In the first half of the program, George Noory was joined by television writer Marc Zicree for a discussion on sci-fi programs and the state of sci-fi today. Zicree, who has over 100 dramatic television credits to his name, recalled the shows he watched as a child and how they helped inform his take on screenwriting. "When I grew up with Twilight Zone and Outer Limits and Star Trek... there was a hopeful tone to them," he explained. Zicree criticized recent sci-fi movies, such as Oblivion, Elysium and After Earth, for offering dark hopeless visions of the future. "I strongly oppose that view," he said, noting that writers Gene Rodenberry and Rod Serling presented a more optimistic view of the world even when their stories had darker themes.

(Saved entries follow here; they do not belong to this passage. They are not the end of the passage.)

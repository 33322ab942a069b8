mod cache;
mod config;
mod dilution;
mod fetcher;
mod models;
mod provider;
mod server;
mod utils;

use anyhow::Result;
use clap::{Parser, Subcommand};
use tracing::info;
use tracing_subscriber::{fmt, prelude::*, EnvFilter};

use crate::config::AppConfig;
use crate::fetcher::Fetcher;
use crate::models::DilutionReport;

#[derive(Parser)]
#[command(name = "dilution-checker", about = "Stock dilution risk checker", version)]
struct Cli {
    #[command(subcommand)]
    command: Command,

    #[arg(short, long, action = clap::ArgAction::Count, global = true)]
    verbose: u8,
}

#[derive(Subcommand)]
enum Command {
    /// Start the web UI
    Serve {
        /// Override the configured listen port
        #[arg(short, long)]
        port: Option<u16>,
    },

    /// Check one ticker and print the result
    Check {
        /// Ticker symbol, e.g. AAPL
        ticker: String,
    },
}

#[actix_web::main]
async fn main() -> Result<()> {
    let cli = Cli::parse();

    let filter = match cli.verbose {
        0 => "dilution_checker=info,warn",
        1 => "dilution_checker=debug,info",
        _ => "trace",
    };

    tracing_subscriber::registry()
        .with(fmt::layer().compact().with_target(false))
        .with(EnvFilter::new(filter))
        .init();

    let mut config = AppConfig::load()?;

    match cli.command {
        Command::Serve { port } => {
            if let Some(port) = port {
                config.server.port = port;
            }
            server::run(&config).await?;
        }

        Command::Check { ticker } => {
            let fetcher = Fetcher::from_config(&config)?;
            let report = {
                let _t = utils::Timer::start(format!("Dilution check {}", ticker.trim()));
                check(&fetcher, &ticker).await?
            };
            print_report(&report);
        }
    }

    Ok(())
}

/// Fetch + compute for one ticker. Invalid or unavailable tickers are errors,
/// so `check` exits non-zero for them.
async fn check(fetcher: &Fetcher, ticker: &str) -> Result<DilutionReport> {
    let lookup = fetcher.load_shares(ticker).await?;
    let report = dilution::report(Fetcher::validate(ticker)?, lookup);
    info!("{}: {} periods", report.symbol, report.series.len());
    Ok(report)
}

fn print_report(report: &DilutionReport) {
    println!("─────────────────────────────────");
    println!("  {} Dilution Check", report.symbol);
    println!("─────────────────────────────────");
    for r in report.series.records() {
        println!("  {}  {:>20}", r.period, utils::fmt_shares(r.shares_outstanding));
    }
    println!("─────────────────────────────────");
    println!("  Current shares : {}", utils::fmt_shares(report.current_shares));
    println!("  Latest change  : {}", utils::fmt_pct(report.dilution.last_pct_change));
    println!("  Dilution risk  : {}", report.dilution.rating);
    if report.series.len() == 1 {
        println!("  (historical dilution data not available)");
    }
    println!("─────────────────────────────────");
}

#[cfg(test)]
mod tests {
    use super::*;
    use crate::config::CacheConfig;
    use crate::fetcher::FetchError;
    use crate::models::ProviderSnapshot;
    use crate::provider::testing::StaticSource;
    use std::sync::Arc;
    use std::time::Duration;

    fn fetcher(source: StaticSource) -> Fetcher {
        Fetcher::new(Arc::new(source), &CacheConfig::default(), Duration::from_secs(5))
    }

    #[test]
    fn test_check_fails_for_unavailable_ticker() {
        let fetcher = fetcher(StaticSource::failing());
        let err = tokio_test::block_on(check(&fetcher, "ZZZZ")).unwrap_err();
        assert_eq!(
            err.downcast_ref::<FetchError>(),
            Some(&FetchError::ProviderUnavailable { symbol: "ZZZZ".into() })
        );
    }

    #[test]
    fn test_check_fails_for_invalid_ticker() {
        let source = StaticSource::ok(ProviderSnapshot {
            current_shares: Some(1),
            history: None,
        });
        let err = tokio_test::block_on(check(&fetcher(source), "  ")).unwrap_err();
        assert!(matches!(err.downcast_ref::<FetchError>(), Some(FetchError::InvalidInput(_))));
    }

    #[test]
    fn test_check_reports_live_count() {
        let source = StaticSource::ok(ProviderSnapshot {
            current_shares: Some(42),
            history: None,
        });
        let report = tokio_test::block_on(check(&fetcher(source), "acme")).unwrap();
        assert_eq!(report.symbol, "ACME");
        assert_eq!(report.current_shares, Some(42));
    }
}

Zicree talked about his Kickstarter-financed project, Space Command, an original franchise he created which evokes the optimism of sci-fi's past. The ambitious 9-film project stars some of sci-fi's most beloved actors, including Doug Jones (Pan from Pan's Labyrinth), Robert Picardo (The Doctor from Star Trek: Voyager) and Bill Mumy (Will Robinson from Lost in Space). Zicree expressed his excitement about the project and how his team is able to sidestep the studio system with fan-funding, digital cameras, desktop editing software and web distribution. "We don't need the studios and networks to make these films anymore and that's a lovely sense of freedom," he revealed. Zicree also commented on the upcoming Twilight Zone movie by Joseph Kosinski as well as other sci-fi projects coming down the pike. "I think people are getting the message that you can inspire people again," he said.
The second half of the show was devoted to Open Lines. Doug in Naples, Florida, remembered watching a particularly memorable episode of Rod Serling's Night Gallery when he was then years old. In the short four-minute segment, title "Phantom of What Opera?," the masked phantom gets a shock of his own when he accidentally unmasks his victim. Doug said the twist ending caused him to laugh so hard his sister could hear it from the house across the street.
Amir from Maine suggested that paranormal activity can be explained by the existence of demons, who exist in other dimensions and have their own leaders and religion. A full grown demon has the mind of a ten year old, Amir continued, noting how this explains why they throw tantrums during an exorcism. According to Amir, shooting stars are demons being shot by an angels. Amir also claimed his father uncovered a dwarf-sized demon, perhaps a leprechaun, that touched his uncle and killed him.
Several callers told George about their local television horror hosts and favorite candy bars from the past as well.